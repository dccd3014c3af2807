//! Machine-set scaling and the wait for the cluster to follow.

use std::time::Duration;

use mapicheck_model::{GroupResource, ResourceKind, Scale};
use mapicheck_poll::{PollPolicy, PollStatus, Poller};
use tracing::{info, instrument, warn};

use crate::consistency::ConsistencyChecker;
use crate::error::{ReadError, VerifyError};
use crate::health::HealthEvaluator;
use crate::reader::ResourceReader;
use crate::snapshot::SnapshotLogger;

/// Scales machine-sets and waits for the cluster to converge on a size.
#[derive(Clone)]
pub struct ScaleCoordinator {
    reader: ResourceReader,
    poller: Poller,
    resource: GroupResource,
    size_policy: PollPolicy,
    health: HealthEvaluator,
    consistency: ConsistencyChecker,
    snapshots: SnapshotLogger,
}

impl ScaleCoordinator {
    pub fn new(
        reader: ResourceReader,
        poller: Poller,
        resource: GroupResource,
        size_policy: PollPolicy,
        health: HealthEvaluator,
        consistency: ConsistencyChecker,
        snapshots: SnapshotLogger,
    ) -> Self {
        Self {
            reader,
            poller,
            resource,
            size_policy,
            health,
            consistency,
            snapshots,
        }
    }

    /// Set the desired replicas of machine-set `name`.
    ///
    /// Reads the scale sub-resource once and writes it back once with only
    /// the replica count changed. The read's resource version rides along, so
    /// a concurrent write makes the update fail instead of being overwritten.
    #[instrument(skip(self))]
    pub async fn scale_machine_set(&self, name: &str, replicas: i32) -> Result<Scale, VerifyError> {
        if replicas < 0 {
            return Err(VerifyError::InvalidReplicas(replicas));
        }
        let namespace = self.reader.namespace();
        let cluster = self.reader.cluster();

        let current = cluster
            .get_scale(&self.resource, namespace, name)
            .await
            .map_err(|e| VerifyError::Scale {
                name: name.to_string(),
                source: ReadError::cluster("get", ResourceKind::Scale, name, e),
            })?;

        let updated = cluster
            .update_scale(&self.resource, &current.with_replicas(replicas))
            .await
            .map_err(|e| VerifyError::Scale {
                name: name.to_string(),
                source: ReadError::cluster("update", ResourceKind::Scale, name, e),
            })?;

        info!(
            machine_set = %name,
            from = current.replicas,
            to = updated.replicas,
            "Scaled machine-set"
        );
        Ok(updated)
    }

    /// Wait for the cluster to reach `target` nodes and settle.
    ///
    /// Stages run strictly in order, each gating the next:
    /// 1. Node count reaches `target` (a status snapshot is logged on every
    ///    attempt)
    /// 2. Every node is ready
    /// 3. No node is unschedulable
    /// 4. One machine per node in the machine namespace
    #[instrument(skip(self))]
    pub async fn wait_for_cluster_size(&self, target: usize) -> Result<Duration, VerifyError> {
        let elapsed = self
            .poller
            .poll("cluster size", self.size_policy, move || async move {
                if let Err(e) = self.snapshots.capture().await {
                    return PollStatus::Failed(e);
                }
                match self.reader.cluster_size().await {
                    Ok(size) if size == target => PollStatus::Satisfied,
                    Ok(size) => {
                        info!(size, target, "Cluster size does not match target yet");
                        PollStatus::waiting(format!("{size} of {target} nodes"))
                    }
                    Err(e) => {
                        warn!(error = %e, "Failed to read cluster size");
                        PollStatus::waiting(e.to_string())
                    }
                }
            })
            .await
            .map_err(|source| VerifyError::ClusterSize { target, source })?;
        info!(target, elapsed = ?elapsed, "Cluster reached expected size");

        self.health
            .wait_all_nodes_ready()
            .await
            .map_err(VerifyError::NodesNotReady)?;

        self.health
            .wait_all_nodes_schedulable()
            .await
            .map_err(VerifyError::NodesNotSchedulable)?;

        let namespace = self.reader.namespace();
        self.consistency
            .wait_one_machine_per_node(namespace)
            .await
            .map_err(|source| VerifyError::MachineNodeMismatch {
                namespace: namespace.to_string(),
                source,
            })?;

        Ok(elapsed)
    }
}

== WHAT TO DO ==
Give the material again in full, exactly as it appears above.

== EXERCISE SOLUTION ==
repository dccd3014c3af2807
//! Machine-set scaling and the wait for the cluster to follow.

use std::time::Duration;

use mapicheck_model::{GroupResource, ResourceKind, Scale};
use mapicheck_poll::{PollPolicy, PollStatus, Poller};
use tracing::{info, instrument, warn};

use crate::consistency::ConsistencyChecker;
use crate::error::{ReadError, VerifyError};
use crate::health::HealthEvaluator;
use crate::reader::ResourceReader;
use crate::snapshot::SnapshotLogger;

/// Scales machine-sets and waits for the cluster to converge on a size.
#[derive(Clone)]
pub struct ScaleCoordinator {
    reader: ResourceReader,
    poller: Poller,
    resource: GroupResource,
    size_policy: PollPolicy,
    health: HealthEvaluator,
    consistency: ConsistencyChecker,
    snapshots: SnapshotLogger,
}

impl ScaleCoordinator {
    pub fn new(
        reader: ResourceReader,
        poller: Poller,
        resource: GroupResource,
        size_policy: PollPolicy,
        health: HealthEvaluator,
        consistency: ConsistencyChecker,
        snapshots: SnapshotLogger,
    ) -> Self {
        Self {
            reader,
            poller,
            resource,
            size_policy,
            health,
            consistency,
            snapshots,
        }
    }

    /// Set the desired replicas of machine-set `name`.
    ///
    /// Reads the scale sub-resource once and writes it back once with only
    /// the replica count changed. The read's resource version rides along, so
    /// a concurrent write makes the update fail instead of being overwritten.
    #[instrument(skip(self))]
    pub async fn scale_machine_set(&self, name: &str, replicas: i32) -> Result<Scale, VerifyError> {
        if replicas < 0 {
            return Err(VerifyError::InvalidReplicas(replicas));
        }
        let namespace = self.reader.namespace();
        let cluster = self.reader.cluster();

        let current = cluster
            .get_scale(&self.resource, namespace, name)
            .await
            .map_err(|e| VerifyError::Scale {
                name: name.to_string(),
                source: ReadError::cluster("get", ResourceKind::Scale, name, e),
            })?;

        let updated = cluster
            .update_scale(&self.resource, &current.with_replicas(replicas))
            .await
            .map_err(|e| VerifyError::Scale {
                name: name.to_string(),
                source: ReadError::cluster("update", ResourceKind::Scale, name, e),
            })?;

        info!(
            machine_set = %name,
            from = current.replicas,
            to = updated.replicas,
            "Scaled machine-set"
        );
        Ok(updated)
    }

    /// Wait for the cluster to reach `target` nodes and settle.
    ///
    /// Stages run strictly in order, each gating the next:
    /// 1. Node count reaches `target` (a status snapshot is logged on every
    ///    attempt)
    /// 2. Every node is ready
    /// 3. No node is unschedulable
    /// 4. One machine per node in the machine namespace
    #[instrument(skip(self))]
    pub async fn wait_for_cluster_size(&self, target: usize) -> Result<Duration, VerifyError> {
        let elapsed = self
            .poller
            .poll("cluster size", self.size_policy, move || async move {
                if let Err(e) = self.snapshots.capture().await {
                    return PollStatus::Failed(e);
                }
                match self.reader.cluster_size().await {
                    Ok(size) if size == target => PollStatus::Satisfied,
                    Ok(size) => {
                        info!(size, target, "Cluster size does not match target yet");
                        PollStatus::waiting(format!("{size} of {target} nodes"))
                    }
                    Err(e) => {
                        warn!(error = %e, "Failed to read cluster size");
                        PollStatus::waiting(e.to_string())
                    }
                }
            })
            .await
            .map_err(|source| VerifyError::ClusterSize { target, source })?;
        info!(target, elapsed = ?elapsed, "Cluster reached expected size");

        self.health
            .wait_all_nodes_ready()
            .await
            .map_err(VerifyError::NodesNotReady)?;

        self.health
            .wait_all_nodes_schedulable()
            .await
            .map_err(VerifyError::NodesNotSchedulable)?;

        let namespace = self.reader.namespace();
        self.consistency
            .wait_one_machine_per_node(namespace)
            .await
            .map_err(|source| VerifyError::MachineNodeMismatch {
                namespace: namespace.to_string(),
                source,
            })?;

        Ok(elapsed)
    }
}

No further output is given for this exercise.